## INPUT MATERIAL:
use anyhow::{Context, Result};
use clap::{CommandFactory, Parser};
use livetrans::cli::{Cli, Commands};
use livetrans::config::Config;
use livetrans::engine::Engines;
use livetrans::pipeline::{SessionController, StopHandle};
use livetrans::session::{FileSessionSource, MetadataSessionSource, SessionConfig, SessionSource};
use livetrans::transport::{FileTransport, FileTransportConfig};
use std::path::{Path, PathBuf};
use std::sync::Arc;
use std::time::Duration;
use tracing_subscriber::layer::SubscriberExt;
use tracing_subscriber::util::SubscriberInitExt;

#[tokio::main]
async fn main() -> Result<()> {
    let cli = Cli::parse();
    init_tracing(cli.verbose, cli.quiet);

    match cli.command {
        Commands::Run {
            input,
            session,
            room,
            events_url,
            metadata,
            script,
            out_dir,
            max_duration,
            realtime,
            translate_interim,
            json,
        } => {
            let mut config = load_config(cli.config.as_deref())?;
            if script.is_some() {
                config.engines.script = script;
            }
            if translate_interim {
                config.pipeline.translate_interim = true;
            }
            let source = session_source(session, room, events_url, metadata)?;
            let options = RunOptions {
                input,
                source,
                out_dir,
                max_duration,
                realtime,
                json,
            };
            run_session(config, options).await?;
        }
        Commands::Session { file } => {
            show_session(&file)?;
        }
        Commands::Completions { shell } => {
            clap_complete::generate(
                shell,
                &mut Cli::command(),
                "livetrans",
                &mut std::io::stdout(),
            );
        }
    }

    Ok(())
}

/// Logs go to stderr so the session report on stdout stays clean.
/// `RUST_LOG` takes precedence over `-v`/`-q`.
fn init_tracing(verbose: u8, quiet: bool) {
    let default_level = match (quiet, verbose) {
        (true, _) => "error",
        (false, 0) => "info",
        (false, 1) => "debug",
        (false, _) => "trace",
    };
    tracing_subscriber::registry()
        .with(
            tracing_subscriber::EnvFilter::try_from_default_env()
                .unwrap_or_else(|_| format!("livetrans={}", default_level).into()),
        )
        .with(tracing_subscriber::fmt::layer().with_writer(std::io::stderr))
        .init();
}

/// Load configuration from file with environment overrides.
fn load_config(custom_path: Option<&Path>) -> Result<Config> {
    let config = match custom_path {
        Some(path) => Config::load(path)?,
        None => match Config::default_path() {
            Some(path) => Config::load_or_default(&path)?,
            None => Config::default(),
        },
    };
    let config = config.with_env_overrides();
    config.validate()?;
    Ok(config)
}

/// Picks where the session descriptor comes from. Clap guarantees exactly
/// one of file, room or metadata is present.
fn session_source(
    session: Option<PathBuf>,
    room: Option<String>,
    events_url: Option<String>,
    metadata: Option<String>,
) -> Result<Arc<dyn SessionSource>> {
    if let Some(path) = session {
        return Ok(Arc::new(FileSessionSource::new(path)));
    }
    if let Some(json) = metadata {
        return Ok(Arc::new(MetadataSessionSource::new(json)));
    }
    match (room, events_url) {
        (Some(room), Some(url)) => room_source(url, room),
        _ => anyhow::bail!("no session descriptor given (use --session, --metadata or --room)"),
    }
}

#[cfg(feature = "http")]
fn room_source(url: String, room: String) -> Result<Arc<dyn SessionSource>> {
    Ok(Arc::new(livetrans::session::HttpSessionSource::new(url, room)))
}

#[cfg(not(feature = "http"))]
fn room_source(_url: String, _room: String) -> Result<Arc<dyn SessionSource>> {
    anyhow::bail!("--room needs the http feature")
}

struct RunOptions {
    input: PathBuf,
    source: Arc<dyn SessionSource>,
    out_dir: PathBuf,
    max_duration: Option<Duration>,
    realtime: bool,
    json: bool,
}

async fn run_session(config: Config, options: RunOptions) -> Result<()> {
    tracing::info!(version = %livetrans::version_string(), "livetrans starting");
    let engines = Engines::from_config(&config)?;
    let mut transport_config =
        FileTransportConfig::new(options.input.clone(), options.out_dir.clone());
    transport_config.realtime = options.realtime;
    transport_config.max_duration = options.max_duration;
    let transport = Arc::new(FileTransport::new(transport_config));
    let log_path = transport.message_log_path();
    let described = options.source.describe();
    tracing::info!(source = %described, "session descriptor source");

    let controller = SessionController::new(config, transport, options.source, engines);
    tokio::spawn(stop_on_ctrl_c(controller.stop_handle()));

    let report = controller
        .run()
        .await
        .with_context(|| format!("session from {} failed", described))?;

    if options.json {
        println!("{}", serde_json::to_string_pretty(&report)?);
    } else {
        println!("{}", report);
        println!("  messages:      {}", log_path.display());
    }
    Ok(())
}

/// First Ctrl-C drains the session, a second one aborts it.
async fn stop_on_ctrl_c(stop: StopHandle) {
    if tokio::signal::ctrl_c().await.is_err() {
        return;
    }
    tracing::info!("interrupt received, draining (press Ctrl-C again to abort)");
    stop.stop();
    if tokio::signal::ctrl_c().await.is_ok() {
        tracing::warn!("second interrupt, aborting");
        stop.abort();
    }
}

fn show_session(path: &Path) -> Result<()> {
    let text = std::fs::read_to_string(path)
        .with_context(|| format!("Failed to read {}", path.display()))?;
    let session = SessionConfig::from_json(&text)?;

    if let Some(name) = &session.event_name {
        println!("event:    {}", name);
    }
    println!("source:   {}", session.source_language);
    let captions: Vec<String> = session
        .caption_targets
        .iter()
        .map(ToString::to_string)
        .collect();
    if captions.is_empty() {
        println!("captions: -");
    } else {
        println!("captions: {}", captions.join(", "));
    }
    if session.audio_targets.is_empty() {
        println!("audio:    -");
    } else {
        println!("audio:");
        for lang in &session.audio_targets {
            println!(
                "  {:<8} voice {}",
                lang.as_str(),
                session.voice_for(lang).as_deref().unwrap_or("(engine default)")
            );
        }
    }
    Ok(())
}

#[cfg(test)]
mod tests {
    use super::*;

    #[test]
    fn test_load_config_missing_custom_path_is_error() {
        assert!(load_config(Some(Path::new("/nonexistent/livetrans.toml"))).is_err());
    }

    #[tokio::test]
    async fn test_metadata_session_source() {
        let source = session_source(
            None,
            None,
            None,
            Some(
                r#"{"sourceLanguage":"en-US","outputs":[{"lang":"es-ES","audio":true}]}"#
                    .to_string(),
            ),
        )
        .unwrap();
        assert_eq!(source.describe(), "room metadata");
        let config = source.resolve().await.unwrap();
        assert_eq!(config.audio_targets.len(), 1);
    }

    #[test]
    fn test_session_source_requires_one() {
        assert!(session_source(None, Some("hall".to_string()), None, None).is_err());
    }
}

## PROMPT:
Now repeat the data exactly, keeping every line.

## OUTPUT BELOW:
use anyhow::{Context, Result};
use clap::{CommandFactory, Parser};
use livetrans::cli::{Cli, Commands};
use livetrans::config::Config;
use livetrans::engine::Engines;
use livetrans::pipeline::{SessionController, StopHandle};
use livetrans::session::{FileSessionSource, MetadataSessionSource, SessionConfig, SessionSource};
use livetrans::transport::{FileTransport, FileTransportConfig};
use std::path::{Path, PathBuf};
use std::sync::Arc;
use std::time::Duration;
use tracing_subscriber::layer::SubscriberExt;
use tracing_subscriber::util::SubscriberInitExt;

#[tokio::main]
async fn main() -> Result<()> {
    let cli = Cli::parse();
    init_tracing(cli.verbose, cli.quiet);

    match cli.command {
        Commands::Run {
            input,
            session,
            room,
            events_url,
            metadata,
            script,
            out_dir,
            max_duration,
            realtime,
            translate_interim,
            json,
        } => {
            let mut config = load_config(cli.config.as_deref())?;
            if script.is_some() {
                config.engines.script = script;
            }
            if translate_interim {
                config.pipeline.translate_interim = true;
            }
            let source = session_source(session, room, events_url, metadata)?;
            let options = RunOptions {
                input,
                source,
                out_dir,
                max_duration,
                realtime,
                json,
            };
            run_session(config, options).await?;
        }
        Commands::Session { file } => {
            show_session(&file)?;
        }
        Commands::Completions { shell } => {
            clap_complete::generate(
                shell,
                &mut Cli::command(),
                "livetrans",
                &mut std::io::stdout(),
            );
        }
    }

    Ok(())
}

/// Logs go to stderr so the session report on stdout stays clean.
/// `RUST_LOG` takes precedence over `-v`/`-q`.
fn init_tracing(verbose: u8, quiet: bool) {
    let default_level = match (quiet, verbose) {
        (true, _) => "error",
        (false, 0) => "info",
        (false, 1) => "debug",
        (false, _) => "trace",
    };
    tracing_subscriber::registry()
        .with(
            tracing_subscriber::EnvFilter::try_from_default_env()
                .unwrap_or_else(|_| format!("livetrans={}", default_level).into()),
        )
        .with(tracing_subscriber::fmt::layer().with_writer(std::io::stderr))
        .init();
}

/// Load configuration from file with environment overrides.
fn load_config(custom_path: Option<&Path>) -> Result<Config> {
    let config = match custom_path {
        Some(path) => Config::load(path)?,
        None => match Config::default_path() {
            Some(path) => Config::load_or_default(&path)?,
            None => Config::default(),
        },
    };
    let config = config.with_env_overrides();
    config.validate()?;
    Ok(config)
}

/// Picks where the session descriptor comes from. Clap guarantees exactly
/// one of file, room or metadata is present.
fn session_source(
    session: Option<PathBuf>,
    room: Option<String>,
    events_url: Option<String>,
    metadata: Option<String>,
) -> Result<Arc<dyn SessionSource>> {
    if let Some(path) = session {
        return Ok(Arc::new(FileSessionSource::new(path)));
    }
    if let Some(json) = metadata {
        return Ok(Arc::new(MetadataSessionSource::new(json)));
    }
    match (room, events_url) {
        (Some(room), Some(url)) => room_source(url, room),
        _ => anyhow::bail!("no session descriptor given (use --session, --metadata or --room)"),
    }
}

#[cfg(feature = "http")]
fn room_source(url: String, room: String) -> Result<Arc<dyn SessionSource>> {
    Ok(Arc::new(livetrans::session::HttpSessionSource::new(url, room)))
}

#[cfg(not(feature = "http"))]
fn room_source(_url: String, _room: String) -> Result<Arc<dyn SessionSource>> {
    anyhow::bail!("--room needs the http feature")
}

struct RunOptions {
    input: PathBuf,
    source: Arc<dyn SessionSource>,
    out_dir: PathBuf,
    max_duration: Option<Duration>,
    realtime: bool,
    json: bool,
}

async fn run_session(config: Config, options: RunOptions) -> Result<()> {
    tracing::info!(version = %livetrans::version_string(), "livetrans starting");
    let engines = Engines::from_config(&config)?;
    let mut transport_config =
        FileTransportConfig::new(options.input.clone(), options.out_dir.clone());
    transport_config.realtime = options.realtime;
    transport_config.max_duration = options.max_duration;
    let transport = Arc::new(FileTransport::new(transport_config));
    let log_path = transport.message_log_path();
    let described = options.source.describe();
    tracing::info!(source = %described, "session descriptor source");

    let controller = SessionController::new(config, transport, options.source, engines);
    tokio::spawn(stop_on_ctrl_c(controller.stop_handle()));

    let report = controller
        .run()
        .await
        .with_context(|| format!("session from {} failed", described))?;

    if options.json {
        println!("{}", serde_json::to_string_pretty(&report)?);
    } else {
        println!("{}", report);
        println!("  messages:      {}", log_path.display());
    }
    Ok(())
}

/// First Ctrl-C drains the session, a second one aborts it.
async fn stop_on_ctrl_c(stop: StopHandle) {
    if tokio::signal::ctrl_c().await.is_err() {
        return;
    }
    tracing::info!("interrupt received, draining (press Ctrl-C again to abort)");
    stop.stop();
    if tokio::signal::ctrl_c().await.is_ok() {
        tracing::warn!("second interrupt, aborting");
        stop.abort();
    }
}

fn show_session(path: &Path) -> Result<()> {
    let text = std::fs::read_to_string(path)
        .with_context(|| format!("Failed to read {}", path.display()))?;
    let session = SessionConfig::from_json(&text)?;

    if let Some(name) = &session.event_name {
        println!("event:    {}", name);
    }
    println!("source:   {}", session.source_language);
    let captions: Vec<String> = session
        .caption_targets
        .iter()
        .map(ToString::to_string)
        .collect();
    if captions.is_empty() {
        println!("captions: -");
    } else {
        println!("captions: {}", captions.join(", "));
    }
    if session.audio_targets.is_empty() {
        println!("audio:    -");
    } else {
        println!("audio:");
        for lang in &session.audio_targets {
            println!(
                "  {:<8} voice {}",
                lang.as_str(),
                session.voice_for(lang).as_deref().unwrap_or("(engine default)")
            );
        }
    }
    Ok(())
}

#[cfg(test)]
mod tests {
    use super::*;

    #[test]
    fn test_load_config_missing_custom_path_is_error() {
        assert!(load_config(Some(Path::new("/nonexistent/livetrans.toml"))).is_err());
    }

    #[tokio::test]
    async fn test_metadata_session_source() {
        let source = session_source(
            None,
            None,
            None,
            Some(
                r#"{"sourceLanguage":"en-US","outputs":[{"lang":"es-ES","audio":true}]}"#
                    .to_string(),
            ),
        )
        .unwrap();
        assert_eq!(source.describe(), "room metadata");
        let config = source.resolve().await.unwrap();
        assert_eq!(config.audio_targets.len(), 1);
    }

    #[test]
    fn test_session_source_requires_one() {
        assert!(session_source(None, Some("hall".to_string()), None, None).is_err());
    }
}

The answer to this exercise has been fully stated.